Among the entries below, how many lines include "address"? Give the number alone.

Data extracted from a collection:
========================================

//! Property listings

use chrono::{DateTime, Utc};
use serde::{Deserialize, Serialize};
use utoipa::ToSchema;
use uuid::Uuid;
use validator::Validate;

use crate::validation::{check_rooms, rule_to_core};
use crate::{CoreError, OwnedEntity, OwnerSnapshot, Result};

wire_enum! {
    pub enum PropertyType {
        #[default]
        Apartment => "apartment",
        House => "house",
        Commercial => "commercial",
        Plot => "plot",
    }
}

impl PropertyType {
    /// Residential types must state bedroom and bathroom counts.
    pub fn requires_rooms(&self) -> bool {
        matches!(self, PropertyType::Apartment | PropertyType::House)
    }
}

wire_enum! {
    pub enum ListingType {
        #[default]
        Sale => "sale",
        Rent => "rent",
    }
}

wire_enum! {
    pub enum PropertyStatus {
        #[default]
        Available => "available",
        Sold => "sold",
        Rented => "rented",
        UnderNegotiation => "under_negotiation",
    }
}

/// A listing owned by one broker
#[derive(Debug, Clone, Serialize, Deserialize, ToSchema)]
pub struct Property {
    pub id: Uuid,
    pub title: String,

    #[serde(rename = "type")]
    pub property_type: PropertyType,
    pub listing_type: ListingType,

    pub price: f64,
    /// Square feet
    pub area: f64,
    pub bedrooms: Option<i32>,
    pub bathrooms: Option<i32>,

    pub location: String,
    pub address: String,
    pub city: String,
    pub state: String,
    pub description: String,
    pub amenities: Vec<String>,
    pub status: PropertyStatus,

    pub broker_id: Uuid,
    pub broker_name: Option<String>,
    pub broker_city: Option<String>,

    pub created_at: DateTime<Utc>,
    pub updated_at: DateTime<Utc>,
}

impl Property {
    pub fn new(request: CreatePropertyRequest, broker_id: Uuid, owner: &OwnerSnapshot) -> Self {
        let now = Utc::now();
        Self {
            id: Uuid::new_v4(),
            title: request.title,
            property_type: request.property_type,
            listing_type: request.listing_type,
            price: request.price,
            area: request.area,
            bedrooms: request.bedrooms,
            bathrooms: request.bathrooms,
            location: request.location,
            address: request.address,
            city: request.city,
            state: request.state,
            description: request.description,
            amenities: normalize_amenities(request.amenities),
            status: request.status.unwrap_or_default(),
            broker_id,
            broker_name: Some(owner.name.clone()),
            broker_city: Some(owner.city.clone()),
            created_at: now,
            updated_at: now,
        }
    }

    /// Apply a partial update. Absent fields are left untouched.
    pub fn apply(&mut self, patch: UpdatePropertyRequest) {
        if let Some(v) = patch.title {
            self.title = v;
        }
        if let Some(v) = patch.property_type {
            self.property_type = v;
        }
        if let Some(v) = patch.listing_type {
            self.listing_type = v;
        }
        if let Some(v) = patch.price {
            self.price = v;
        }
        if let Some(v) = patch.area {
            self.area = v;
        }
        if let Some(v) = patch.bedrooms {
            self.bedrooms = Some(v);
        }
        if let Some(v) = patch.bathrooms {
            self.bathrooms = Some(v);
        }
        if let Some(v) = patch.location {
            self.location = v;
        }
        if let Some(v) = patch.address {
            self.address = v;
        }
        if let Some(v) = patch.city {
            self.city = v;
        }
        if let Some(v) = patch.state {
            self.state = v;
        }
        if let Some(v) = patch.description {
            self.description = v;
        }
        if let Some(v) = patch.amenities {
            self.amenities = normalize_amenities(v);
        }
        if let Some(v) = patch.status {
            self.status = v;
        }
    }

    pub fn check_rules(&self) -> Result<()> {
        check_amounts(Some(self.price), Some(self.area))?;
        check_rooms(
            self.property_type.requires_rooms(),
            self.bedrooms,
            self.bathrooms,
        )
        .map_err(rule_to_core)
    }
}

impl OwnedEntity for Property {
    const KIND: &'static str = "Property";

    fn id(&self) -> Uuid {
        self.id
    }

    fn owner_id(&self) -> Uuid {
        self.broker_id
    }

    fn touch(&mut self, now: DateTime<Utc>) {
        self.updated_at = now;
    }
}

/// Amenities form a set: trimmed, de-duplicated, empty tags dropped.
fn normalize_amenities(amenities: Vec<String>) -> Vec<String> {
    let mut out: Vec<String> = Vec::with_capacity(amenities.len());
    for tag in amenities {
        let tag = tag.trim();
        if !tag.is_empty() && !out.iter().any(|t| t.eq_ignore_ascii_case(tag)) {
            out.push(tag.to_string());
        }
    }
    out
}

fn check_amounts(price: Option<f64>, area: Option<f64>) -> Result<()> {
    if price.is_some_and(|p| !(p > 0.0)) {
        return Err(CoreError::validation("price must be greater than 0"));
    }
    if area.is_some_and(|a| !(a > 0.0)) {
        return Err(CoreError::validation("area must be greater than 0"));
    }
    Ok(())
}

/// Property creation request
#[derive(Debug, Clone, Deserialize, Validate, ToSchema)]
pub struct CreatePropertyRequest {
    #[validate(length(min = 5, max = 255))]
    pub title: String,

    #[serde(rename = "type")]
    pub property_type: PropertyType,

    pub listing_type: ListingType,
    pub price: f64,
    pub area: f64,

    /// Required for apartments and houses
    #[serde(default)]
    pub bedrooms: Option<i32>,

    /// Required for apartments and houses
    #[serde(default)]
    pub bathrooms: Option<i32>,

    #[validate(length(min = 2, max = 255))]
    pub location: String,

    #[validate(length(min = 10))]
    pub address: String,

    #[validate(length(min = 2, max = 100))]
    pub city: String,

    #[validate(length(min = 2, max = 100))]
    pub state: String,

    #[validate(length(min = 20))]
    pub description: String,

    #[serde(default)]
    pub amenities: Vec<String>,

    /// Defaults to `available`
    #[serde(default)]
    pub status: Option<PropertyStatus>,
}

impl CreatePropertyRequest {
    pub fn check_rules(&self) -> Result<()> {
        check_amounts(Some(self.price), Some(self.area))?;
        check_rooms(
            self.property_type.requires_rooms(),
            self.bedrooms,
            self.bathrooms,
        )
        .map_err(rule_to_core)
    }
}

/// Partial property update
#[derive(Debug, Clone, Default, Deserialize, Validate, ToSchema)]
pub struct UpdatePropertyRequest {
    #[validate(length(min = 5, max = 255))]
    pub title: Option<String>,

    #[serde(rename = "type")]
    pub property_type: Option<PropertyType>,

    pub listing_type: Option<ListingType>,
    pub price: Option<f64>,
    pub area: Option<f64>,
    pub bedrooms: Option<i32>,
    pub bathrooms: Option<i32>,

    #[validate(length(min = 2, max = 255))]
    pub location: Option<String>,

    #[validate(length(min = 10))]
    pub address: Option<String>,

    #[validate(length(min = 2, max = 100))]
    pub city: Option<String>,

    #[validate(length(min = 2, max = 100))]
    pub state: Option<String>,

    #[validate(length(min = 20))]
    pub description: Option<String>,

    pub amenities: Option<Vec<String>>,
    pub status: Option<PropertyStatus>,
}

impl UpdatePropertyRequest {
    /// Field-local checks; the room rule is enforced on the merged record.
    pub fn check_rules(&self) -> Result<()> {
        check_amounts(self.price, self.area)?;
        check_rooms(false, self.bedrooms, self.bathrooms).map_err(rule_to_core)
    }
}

========================================

◆ **Solution below**:
6